Requirement
For this exercise, reproduce the entries below exactly, but only from the line containing "between the commas." through the line containing "let mut parts = term.split('-');", both included.

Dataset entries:
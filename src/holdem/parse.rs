use tracing::event;

use crate::core::Value;
use crate::holdem::Range;
use crate::holdem::starting_hand::notation_value;

/// One end of a plus or dash range.
#[derive(Debug, PartialEq)]
enum Endpoint {
    /// A pocket pair like `TT`.
    Pair(Value),
    /// A fixed high card with a kicker like `ATs`. The kind char is kept
    /// as it was written.
    Kicker { high: Value, low: Value, kind: char },
}

impl Endpoint {
    fn parse(s: &str) -> Option<Self> {
        let chars: Vec<char> = s.chars().collect();
        match chars.as_slice() {
            [a, b] if a == b => notation_value(*a).map(Endpoint::Pair),
            [h, l, kind] => Some(Endpoint::Kicker {
                high: notation_value(*h)?,
                low: notation_value(*l)?,
                kind: *kind,
            }),
            _ => None,
        }
    }
}

/// What kind of term was found between the commas.
#[derive(Debug)]
enum Modifier<'a> {
    /// `TT+` or `ATs+`
    Plus(&'a str),
    /// `77-TT` or `KTs-KQs`
    Range(&'a str, &'a str),
    /// Anything else is taken as written.
    Literal,
}

impl<'a> Modifier<'a> {
    fn from_term(term: &'a str) -> Self {
        if let Some(base) = term.strip_suffix('+') {
            return Modifier::Plus(base);
        }
        if term.contains('-') && term.chars().count() > 3 {
            let mut parts = term.split('-');
            if let (Some(start), Some(end), None) = (parts.next(), parts.next(), parts.next()) {
                return Modifier::Range(start, end);
            }
        }
        Modifier::Literal
    }
}

fn pair_name(v: Value) -> String {
    format!("{0}{0}", v.to_char())
}

fn kicker_name(high: Value, low: Value, kind: char) -> String {
    format!("{}{}{}", high.to_char(), low.to_char(), kind)
}

/// Values from `start` to `end` inclusive, in either order.
fn values_between(start: Value, end: Value) -> impl Iterator<Item = Value> {
    let (lo, hi) = if start <= end { (start, end) } else { (end, start) };
    Value::values()
        .into_iter()
        .filter(move |v| *v >= lo && *v <= hi)
}

pub struct RangeParser;

impl RangeParser {
    /// Parse a whole range expression like `"TT+, AJs-AKs, KQo"`.
    ///
    /// Whitespace is ignored and terms are split on commas. The result
    /// has no duplicates and is sorted strongest first. Terms that can't
    /// be understood are kept as written rather than failing the parse.
    ///
    /// ```
    /// use rs_gto::holdem::RangeParser;
    ///
    /// let range = RangeParser::parse("TT+");
    /// assert_eq!(vec!["AA", "KK", "QQ", "JJ", "TT"], range.as_slice());
    /// ```
    pub fn parse(range_str: &str) -> Range {
        let cleaned: String = range_str.chars().filter(|c| !c.is_whitespace()).collect();
        cleaned
            .split(',')
            .filter(|term| !term.is_empty())
            .flat_map(Self::parse_term)
            .collect()
    }

    /// Expand a single term into the hand classes it stands for.
    ///
    /// The classes come back in the order they were generated, weakest
    /// kicker first, with no sorting.
    pub fn parse_term(term: &str) -> Vec<String> {
        let expanded = match Modifier::from_term(term) {
            Modifier::Plus(base) => Self::expand_plus(base),
            Modifier::Range(start, end) => Self::expand_dash(start, end),
            Modifier::Literal => return vec![term.to_string()],
        };
        expanded.unwrap_or_else(|| {
            event!(
                tracing::Level::TRACE,
                term,
                "Unrecognized range term kept as written"
            );
            vec![term.to_string()]
        })
    }

    /// `TT+` is every pair from tens up. `ATs+` keeps the ace and kind and
    /// walks the kicker up to, but not including, the ace.
    fn expand_plus(base: &str) -> Option<Vec<String>> {
        match Endpoint::parse(base)? {
            Endpoint::Pair(v) => Some(values_between(v, Value::Ace).map(pair_name).collect()),
            Endpoint::Kicker { high, low, kind } => Some(
                Value::values()
                    .into_iter()
                    .filter(|v| *v >= low && *v < high)
                    .map(|v| kicker_name(high, v, kind))
                    .collect(),
            ),
        }
    }

    /// Both ends have to be the same shape: two pairs, or two hands with
    /// the same high card and kind.
    fn expand_dash(start: &str, end: &str) -> Option<Vec<String>> {
        match (Endpoint::parse(start)?, Endpoint::parse(end)?) {
            (Endpoint::Pair(a), Endpoint::Pair(b)) => {
                Some(values_between(a, b).map(pair_name).collect())
            }
            (
                Endpoint::Kicker {
                    high,
                    low: a,
                    kind,
                },
                Endpoint::Kicker {
                    high: end_high,
                    low: b,
                    kind: end_kind,
                },
            ) if high == end_high && kind == end_kind => {
                Some(values_between(a, b).map(|v| kicker_name(high, v, kind)).collect())
            }
            _ => None,
        }
    }
}

/// Shorthand for `RangeParser::parse`.
pub fn parse_range(range_str: &str) -> Range {
    RangeParser::parse(range_str)
}

#[cfg(test)]
mod tests {
    use super::*;

    fn set(range: &Range) -> Vec<&str> {
        let mut v: Vec<&str> = range.iter().map(String::as_str).collect();
        v.sort_unstable();
        v
    }

    #[test]
    fn test_simple() {
        let range = RangeParser::parse("AA,KK,QQ");
        assert_eq!(vec!["AA", "KK", "QQ"], range.as_slice());
    }

    #[test]
    fn test_plus_pairs() {
        let range = RangeParser::parse("TT+");
        assert_eq!(vec!["AA", "JJ", "KK", "QQ", "TT"], set(&range));
        assert!(!range.contains("99"));
    }

    #[test]
    fn test_plus_suited() {
        let range = RangeParser::parse("ATs+");
        assert_eq!(vec!["AJs", "AKs", "AQs", "ATs"], set(&range));
        assert!(!range.contains("A9s"));
    }

    #[test]
    fn test_plus_offsuit() {
        let range = RangeParser::parse("K9o+");
        assert_eq!(vec!["K9o", "KJo", "KQo", "KTo"], set(&range));
    }

    #[test]
    fn test_plus_at_top() {
        assert_eq!(vec!["AKs"], RangeParser::parse("AKs+").as_slice());
        assert_eq!(vec!["AA"], RangeParser::parse("AA+").as_slice());
    }

    #[test]
    fn test_plus_inverted_is_empty() {
        assert!(RangeParser::parse("KAs+").is_empty());
    }

    #[test]
    fn test_dash_pairs() {
        let range = RangeParser::parse("77-TT");
        assert_eq!(vec!["77", "88", "99", "TT"], set(&range));
        assert!(!range.contains("66"));
        assert!(!range.contains("JJ"));
    }

    #[test]
    fn test_dash_reversed() {
        assert_eq!(
            RangeParser::parse("77-TT").as_slice(),
            RangeParser::parse("TT-77").as_slice()
        );
    }

    #[test]
    fn test_dash_suited() {
        let range = RangeParser::parse("KTs-KQs");
        assert_eq!(vec!["KJs", "KQs", "KTs"], set(&range));
        assert!(!range.contains("K9s"));
    }

    #[test]
    fn test_dash_mismatched_shape() {
        // Different high cards can't be interpolated.
        assert_eq!(vec!["ATs-KQs"], RangeParser::parse("ATs-KQs").as_slice());
        assert_eq!(vec!["77-AKs"], RangeParser::parse("77-AKs").as_slice());
        assert_eq!(vec!["ATs-AQo"], RangeParser::parse("ATs-AQo").as_slice());
    }

    #[test]
    fn test_mixed() {
        let range = RangeParser::parse("QQ+, AKs, AKo");
        assert_eq!(vec!["AA", "KK", "QQ", "AKs", "AKo"], range.as_slice());
    }

    #[test]
    fn test_sorted_by_strength() {
        let range = RangeParser::parse("22,AA,72o,AKs");
        assert_eq!(vec!["AA", "AKs", "22", "72o"], range.as_slice());
    }

    #[test]
    fn test_duplicates_removed() {
        let range = RangeParser::parse("TT+,JJ,QQ-KK");
        assert_eq!(5, range.len());
    }

    #[test]
    fn test_whitespace_and_empty_terms() {
        let range = RangeParser::parse(" AA ,\tKK,, ");
        assert_eq!(vec!["AA", "KK"], range.as_slice());
        assert!(RangeParser::parse("").is_empty());
    }

    #[test_log::test]
    fn test_garbage_passes_through() {
        let range = RangeParser::parse("zz,AA,XY+,A-K,Q");
        // Known classes first, then the rest in the order they were seen.
        assert_eq!(vec!["AA", "zz", "XY+", "A-K", "Q"], range.as_slice());
    }

    #[test]
    fn test_parse_term_order() {
        assert_eq!(
            vec!["99", "TT", "JJ", "QQ", "KK", "AA"],
            RangeParser::parse_term("99+")
        );
        assert_eq!(
            vec!["ATs", "AJs", "AQs", "AKs"],
            RangeParser::parse_term("ATs+")
        );
    }
}
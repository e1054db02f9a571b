//! Postflop heuristics: read the board, then decide whether and how
//! much to bet.

/// Board texture reading.
mod texture;
pub use self::texture::{BoardTexture, Connectedness, SuitPattern, Wetness, analyze_board};

/// C-bet, sizing and per-street plans.
mod strategy;
pub use self::strategy::{
    CbetAdvice, HandStrength, Position, Street, StreetAction, StreetPlan, bet_sizing,
    cbet_recommendation, street_strategy,
};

Exercise solution
/// What kind of term was found between the commas.
#[derive(Debug)]
enum Modifier<'a> {
    /// `TT+` or `ATs+`
    Plus(&'a str),
    /// `77-TT` or `KTs-KQs`
    Range(&'a str, &'a str),
    /// Anything else is taken as written.
    Literal,
}

impl<'a> Modifier<'a> {
    fn from_term(term: &'a str) -> Self {
        if let Some(base) = term.strip_suffix('+') {
            return Modifier::Plus(base);
        }
        if term.contains('-') && term.chars().count() > 3 {
            let mut parts = term.split('-');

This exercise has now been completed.